Problem statement:
The required output is all lines below that contain the word "independent".

The data:
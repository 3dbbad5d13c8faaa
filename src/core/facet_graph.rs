//! Raw facet graph handed over by a convex-hull computation.
//!
//! A Delaunay tessellation of `n` sites in `dim` dimensions is the lower
//! envelope of the convex hull of the sites lifted onto the paraboloid
//! `x_{dim+1} = |x|²`. Whatever computes that hull reports it as a
//! [`FacetGraph`]: an arena of simplicial [`RawFacet`]s that reference points
//! and each other by index only. The tessellation pipeline never sees hull
//! internals beyond this contract.

#![forbid(unsafe_code)]

use thiserror::Error;

use crate::core::collections::{MAX_PRACTICAL_DIMENSION_SIZE, SmallBuffer};

/// Exit code for input the hull computation rejects (qhull's `qh_ERRinput`).
pub const EXIT_INPUT: u32 = 1;
/// Exit code for singular input, e.g. a flat initial simplex (`qh_ERRsingular`).
pub const EXIT_SINGULAR: u32 = 2;
/// Exit code for an internally inconsistent result (`qh_ERRqhull`).
pub const EXIT_INTERNAL: u32 = 5;

/// Errors reported by a hull computation.
#[derive(Clone, Debug, Error, PartialEq, Eq)]
pub enum HullError {
    /// Not enough points to span the lifted space.
    #[error("Insufficient points for a {dim}D lifted hull: got {actual}, need at least {required}")]
    InsufficientPoints {
        /// Dimension of the sites.
        dim: usize,
        /// Points provided.
        actual: usize,
        /// Minimum number of points.
        required: usize,
    },
    /// A coordinate is NaN or infinite.
    #[error("Non-finite coordinate {value} at point {point}, axis {axis}")]
    NonFiniteCoordinate {
        /// Point index.
        point: usize,
        /// Coordinate index.
        axis: usize,
        /// The offending value, as a string.
        value: String,
    },
    /// The lifted points do not span the lifted space.
    #[error(
        "Initial simplex is flat: only {independent} affinely independent lifted points in {lifted_dim}D \
         (cospherical or cohyperplanar sites need the point at infinity)"
    )]
    FlatInitialSimplex {
        /// Number of affinely independent lifted points found.
        independent: usize,
        /// Dimension of the lifted space.
        lifted_dim: usize,
    },
    /// The produced facet graph violates its own contract.
    #[error("Malformed facet graph: {message}")]
    MalformedGraph {
        /// Description of the inconsistency.
        message: String,
    },
}

impl HullError {
    /// Numeric exit code of the failure, `0` is never returned.
    ///
    /// # Examples
    ///
    /// ```
    /// use tessellation::core::facet_graph::HullError;
    ///
    /// let err = HullError::FlatInitialSimplex { independent: 3, lifted_dim: 3 };
    /// assert_eq!(err.exit_code(), 2);
    /// ```
    #[must_use]
    pub const fn exit_code(&self) -> u32 {
        match self {
            Self::InsufficientPoints { .. } | Self::NonFiniteCoordinate { .. } => EXIT_INPUT,
            Self::FlatInitialSimplex { .. } => EXIT_SINGULAR,
            Self::MalformedGraph { .. } => EXIT_INTERNAL,
        }
    }
}

/// One simplicial facet of the lifted hull.
#[derive(Clone, Debug, Default, PartialEq, Eq)]
pub struct RawFacet {
    /// Point ids of the `dim + 1` vertices. `vertices[0]` is the apex shared
    /// by all members of a triangulation family. An id equal to the number of
    /// sites denotes the point at infinity.
    pub vertices: SmallBuffer<usize, MAX_PRACTICAL_DIMENSION_SIZE>,
    /// `neighbors[k]` is the raw facet across the ridge opposite `vertices[k]`.
    pub neighbors: SmallBuffer<usize, MAX_PRACTICAL_DIMENSION_SIZE>,
    /// Facet of the upper envelope (not a Delaunay cell).
    pub upper_delaunay: bool,
    /// Facet of zero or numerically negligible volume.
    pub degenerate: bool,
    /// Owner facet when this facet is one simplex of a triangulated
    /// non-simplicial facet.
    pub tricoplanar_owner: Option<usize>,
    /// Orientation flag of the vertex ordering.
    pub toporient: bool,
}

impl RawFacet {
    /// Whether this facet belongs to a triangulation family.
    #[inline]
    #[must_use]
    pub const fn is_tricoplanar(&self) -> bool {
        self.tricoplanar_owner.is_some()
    }

    /// The family apex.
    #[inline]
    #[must_use]
    pub fn apex(&self) -> Option<usize> {
        self.vertices.first().copied()
    }
}

/// Arena of raw facets produced by a hull computation.
#[derive(Clone, Debug, PartialEq)]
pub struct FacetGraph {
    dim: usize,
    n_points: usize,
    facets: Vec<RawFacet>,
    interior_point: Vec<f64>,
}

impl FacetGraph {
    /// Assemble and check a facet graph.
    ///
    /// `dim` is the dimension of the sites (the hull lives in `dim + 1`),
    /// `n_points` the number of sites, and `interior_point` a point strictly
    /// inside the convex hull of the sites.
    ///
    /// # Errors
    ///
    /// Returns [`HullError::MalformedGraph`] if a facet does not have `dim + 1`
    /// vertices and neighbors, references a point id above `n_points` or a
    /// facet outside the arena, or if `interior_point` is not `dim` long.
    pub fn new(
        dim: usize,
        n_points: usize,
        facets: Vec<RawFacet>,
        interior_point: Vec<f64>,
    ) -> Result<Self, HullError> {
        let malformed = |message: String| Err(HullError::MalformedGraph { message });

        if interior_point.len() != dim {
            return malformed(format!(
                "interior point has {} coordinates, expected {dim}",
                interior_point.len()
            ));
        }
        for (index, facet) in facets.iter().enumerate() {
            if facet.vertices.len() != dim + 1 || facet.neighbors.len() != dim + 1 {
                return malformed(format!(
                    "facet {index} has {} vertices and {} neighbors, expected {}",
                    facet.vertices.len(),
                    facet.neighbors.len(),
                    dim + 1
                ));
            }
            if let Some(&v) = facet.vertices.iter().find(|&&v| v > n_points) {
                return malformed(format!("facet {index} references point {v} of {n_points}"));
            }
            let out_of_range = facet
                .neighbors
                .iter()
                .copied()
                .chain(facet.tricoplanar_owner)
                .find(|&f| f >= facets.len());
            if let Some(f) = out_of_range {
                return malformed(format!("facet {index} references facet {f} of {}", facets.len()));
            }
        }

        Ok(Self {
            dim,
            n_points,
            facets,
            interior_point,
        })
    }

    /// Dimension of the sites.
    #[inline]
    #[must_use]
    pub const fn dim(&self) -> usize {
        self.dim
    }

    /// Number of sites (the point at infinity, if any, has this id).
    #[inline]
    #[must_use]
    pub const fn n_points(&self) -> usize {
        self.n_points
    }

    /// All raw facets in enumeration order.
    #[inline]
    #[must_use]
    pub fn facets(&self) -> &[RawFacet] {
        &self.facets
    }

    /// A point strictly inside the convex hull of the sites.
    #[inline]
    #[must_use]
    pub fn interior_point(&self) -> &[f64] {
        &self.interior_point
    }
}

/// A convex-hull computation able to produce the lifted facet graph of a site set.
///
/// Implementations need not be reentrant; each call owns its own graph.
pub trait HullComputation {
    /// Compute the hull of `sites` (flattened, `dim` coordinates per site)
    /// lifted onto the paraboloid.
    ///
    /// With `at_infinity`, a point above every lifted site is added (id `n`),
    /// which lets cospherical inputs produce a full-dimensional hull.
    ///
    /// # Errors
    ///
    /// Returns a [`HullError`] whose [`exit_code`](HullError::exit_code) is
    /// non-zero when no hull can be produced.
    fn compute(&self, sites: &[f64], dim: usize, at_infinity: bool)
    -> Result<FacetGraph, HullError>;
}
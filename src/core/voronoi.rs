//! Voronoi cells read off the tessellation.
//!
//! The Voronoi cell of a site has one edge per ridge incident to the site. An
//! interior ridge gives a segment between the centers of its two tiles; a
//! boundary ridge gives a ray leaving its tile's center along the outward
//! ridge normal.

#![forbid(unsafe_code)]

use crate::core::site::Site;
use crate::core::subtile::Subtile;
use crate::core::tile::Tile;

/// One edge of a Voronoi cell.
#[derive(Clone, Debug, PartialEq)]
pub enum VoronoiEdge {
    /// Finite edge dual to an interior ridge.
    Segment {
        /// Id of the dual subtile.
        ridge: usize,
        /// Center of `tile_of1`.
        from: Vec<f64>,
        /// Center of `tile_of2`.
        to: Vec<f64>,
    },
    /// Unbounded edge dual to a boundary ridge.
    Ray {
        /// Id of the dual subtile.
        ridge: usize,
        /// Center of the single bordering tile.
        origin: Vec<f64>,
        /// Outward unit normal of the ridge.
        direction: Vec<f64>,
    },
}

impl VoronoiEdge {
    /// Id of the subtile this edge is dual to.
    #[must_use]
    pub const fn ridge(&self) -> usize {
        match self {
            Self::Segment { ridge, .. } | Self::Ray { ridge, .. } => *ridge,
        }
    }

    /// Whether the edge extends to infinity.
    #[must_use]
    pub const fn is_ray(&self) -> bool {
        matches!(self, Self::Ray { .. })
    }

    /// Whether every coordinate of the edge is finite. Edges touching a tile
    /// whose center was left unresolved are not.
    #[must_use]
    pub fn is_finite(&self) -> bool {
        let (a, b) = match self {
            Self::Segment { from, to, .. } => (from, to),
            Self::Ray {
                origin, direction, ..
            } => (origin, direction),
        };
        a.iter().chain(b).all(|x| x.is_finite())
    }
}

/// Voronoi cell of one site.
///
/// # Examples
///
/// ```
/// use tessellation::prelude::*;
///
/// // Four corners and a center site: only the center has a bounded cell.
/// let sites = [0.0, 0.0, 2.0, 0.0, 2.0, 2.0, 0.0, 2.0, 1.0, 1.1];
/// let tess = Tessellation::new(&sites, 2, &TessellationOptions::default()).unwrap();
///
/// let center = tess.voronoi_cell(4).unwrap();
/// assert!(center.is_bounded());
/// assert_eq!(center.edges().len(), 4);
/// assert!(!tess.voronoi_cell(0).unwrap().is_bounded());
/// assert!(tess.voronoi_cell(5).is_none());
/// ```
#[derive(Clone, Debug, PartialEq)]
pub struct VoronoiCell {
    site: usize,
    vertices: Vec<usize>,
    edges: Vec<VoronoiEdge>,
}

impl VoronoiCell {
    pub(crate) fn from_site(site: &Site, tiles: &[Tile], subtiles: &[Subtile]) -> Self {
        let edges = site
            .neighbor_ridges()
            .iter()
            .map(|&r| {
                let ridge = &subtiles[r];
                let from = tiles[ridge.tile_of1()].center().to_vec();
                match ridge.tile_of2() {
                    Some(other) => VoronoiEdge::Segment {
                        ridge: r,
                        from,
                        to: tiles[other].center().to_vec(),
                    },
                    None => VoronoiEdge::Ray {
                        ridge: r,
                        origin: from,
                        direction: ridge.normal().to_vec(),
                    },
                }
            })
            .collect();
        Self {
            site: site.id(),
            vertices: site.neighbor_tiles().to_vec(),
            edges,
        }
    }

    /// Id of the site owning the cell.
    #[inline]
    #[must_use]
    pub const fn site(&self) -> usize {
        self.site
    }

    /// Tiles whose centers are the vertices of the cell, ascending.
    #[inline]
    #[must_use]
    pub fn vertices(&self) -> &[usize] {
        &self.vertices
    }

    /// Edges of the cell, in ridge id order.
    #[inline]
    #[must_use]
    pub fn edges(&self) -> &[VoronoiEdge] {
        &self.edges
    }

    /// Whether the cell is bounded: it has at least one vertex and no ray.
    #[must_use]
    pub fn is_bounded(&self) -> bool {
        !self.vertices.is_empty() && !self.edges.iter().any(VoronoiEdge::is_ray)
    }
}

#[cfg(test)]
mod tests {
    use approx::assert_relative_eq;

    use crate::core::builder::TessellationOptions;
    use crate::core::tessellation::Tessellation;
    use crate::geometry::util::dot;

    use super::VoronoiEdge;

    const SITES: [f64; 10] = [0.0, 0.0, 2.0, 0.0, 2.0, 2.0, 0.0, 2.0, 1.0, 1.1];

    #[test]
    fn segments_join_neighboring_tile_centers() {
        let tess = Tessellation::new(&SITES, 2, &TessellationOptions::default()).unwrap();
        let cell = tess.voronoi_cell(4).unwrap();

        assert_eq!(cell.site(), 4);
        assert_eq!(cell.vertices().len(), 4);
        for edge in cell.edges() {
            let VoronoiEdge::Segment { ridge, from, to } = edge else {
                panic!("interior site has a ray");
            };
            let subtile = tess.subtile(*ridge).unwrap();
            // Both ends are equidistant from the two sites of the ridge.
            for end in [from, to] {
                let d: Vec<f64> = subtile
                    .site_ids()
                    .iter()
                    .map(|&s| {
                        let p = &SITES[2 * s..2 * s + 2];
                        (p[0] - end[0]).hypot(p[1] - end[1])
                    })
                    .collect();
                assert_relative_eq!(d[0], d[1], epsilon = 1e-9);
            }
            assert!(edge.is_finite());
        }
        assert_eq!(tess.is_bounded_cell(4), Some(true));
    }

    #[test]
    fn rays_point_away_from_the_sites() {
        let tess = Tessellation::new(&SITES, 2, &TessellationOptions::default()).unwrap();
        for site in 0..4 {
            let cell = tess.voronoi_cell(site).unwrap();
            assert!(!cell.is_bounded());
            assert_eq!(tess.is_bounded_cell(site), Some(false));
            let rays: Vec<&VoronoiEdge> = cell.edges().iter().filter(|e| e.is_ray()).collect();
            assert_eq!(rays.len(), 2);
            for ray in rays {
                let VoronoiEdge::Ray { direction, .. } = ray else {
                    unreachable!();
                };
                let outward = [SITES[2 * site] - 1.0, SITES[2 * site + 1] - 1.0];
                assert!(dot(direction, &outward) > 0.0);
            }
        }
    }
}
//! Ridges shared by adjacent tiles (duals of Voronoi faces).

#![forbid(unsafe_code)]

use crate::core::collections::SiteIdBuffer;
use crate::geometry::util::dot;

/// A `(dim-1)`-simplex bordering one or two tiles.
///
/// The hyperplane of the ridge is `normal · x + offset = 0`. For a boundary
/// ridge (no second tile) the normal points away from the interior of the
/// tessellation; for interior ridges its orientation carries no meaning.
#[derive(Clone, Debug, PartialEq)]
pub struct Subtile {
    pub(crate) id: usize,
    pub(crate) site_ids: SiteIdBuffer,
    pub(crate) tile_of1: usize,
    pub(crate) tile_of2: Option<usize>,
    pub(crate) normal: Vec<f64>,
    pub(crate) offset: f64,
    pub(crate) volume: f64,
    pub(crate) center: Vec<f64>,
    pub(crate) radius: f64,
}

impl Subtile {
    /// Dense subtile id, in emission order.
    #[inline]
    #[must_use]
    pub const fn id(&self) -> usize {
        self.id
    }

    /// The `dim` vertex site ids, ascending.
    #[inline]
    #[must_use]
    pub fn site_ids(&self) -> &[usize] {
        &self.site_ids
    }

    /// Tile that emitted the ridge.
    #[inline]
    #[must_use]
    pub const fn tile_of1(&self) -> usize {
        self.tile_of1
    }

    /// Tile on the other side, `None` on the boundary.
    #[inline]
    #[must_use]
    pub const fn tile_of2(&self) -> Option<usize> {
        self.tile_of2
    }

    /// Unit normal of the ridge hyperplane.
    #[inline]
    #[must_use]
    pub fn normal(&self) -> &[f64] {
        &self.normal
    }

    /// Offset of the ridge hyperplane: `normal · x + offset = 0` on the ridge.
    ///
    /// When a boundary normal is flipped to point outward the offset is
    /// negated with it, so the equation keeps holding.
    #[inline]
    #[must_use]
    pub const fn offset(&self) -> f64 {
        self.offset
    }

    /// Hyper-area: length in 2D, area in 3D, and so on.
    #[inline]
    #[must_use]
    pub const fn volume(&self) -> f64 {
        self.volume
    }

    /// Circumcenter of the ridge.
    #[inline]
    #[must_use]
    pub fn center(&self) -> &[f64] {
        &self.center
    }

    /// Distance from the center to the first vertex.
    #[inline]
    #[must_use]
    pub const fn radius(&self) -> f64 {
        self.radius
    }

    /// Whether the ridge borders a single tile.
    #[inline]
    #[must_use]
    pub const fn is_boundary(&self) -> bool {
        self.tile_of2.is_none()
    }

    /// Signed distance of `point` to the ridge hyperplane.
    #[inline]
    #[must_use]
    pub fn signed_distance(&self, point: &[f64]) -> f64 {
        dot(&self.normal, point) + self.offset
    }

    /// The tile across the ridge from `tile`, if `tile` borders it.
    #[must_use]
    pub fn other_tile(&self, tile: usize) -> Option<usize> {
        if tile == self.tile_of1 {
            self.tile_of2
        } else if self.tile_of2 == Some(tile) {
            Some(self.tile_of1)
        } else {
            None
        }
    }
}

#[cfg(test)]
mod tests {
    use super::*;

    use approx::assert_relative_eq;

    #[test]
    fn other_tile_and_signed_distance() {
        let ridge = Subtile {
            id: 3,
            site_ids: [1, 4].into_iter().collect(),
            tile_of1: 2,
            tile_of2: Some(7),
            normal: vec![1.0, 0.0],
            offset: -1.0,
            volume: 2.0,
            center: vec![1.0, 0.5],
            radius: 1.0,
        };
        assert_eq!(ridge.other_tile(2), Some(7));
        assert_eq!(ridge.other_tile(7), Some(2));
        assert_eq!(ridge.other_tile(5), None);
        assert!(!ridge.is_boundary());
        assert_relative_eq!(ridge.signed_distance(&[3.0, 9.0]), 2.0);
    }
}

Response to this task:
        "Initial simplex is flat: only {independent} affinely independent lifted points in {lifted_dim}D \
        /// Number of affinely independent lifted points found.
        independent: usize,
    /// let err = HullError::FlatInitialSimplex { independent: 3, lifted_dim: 3 };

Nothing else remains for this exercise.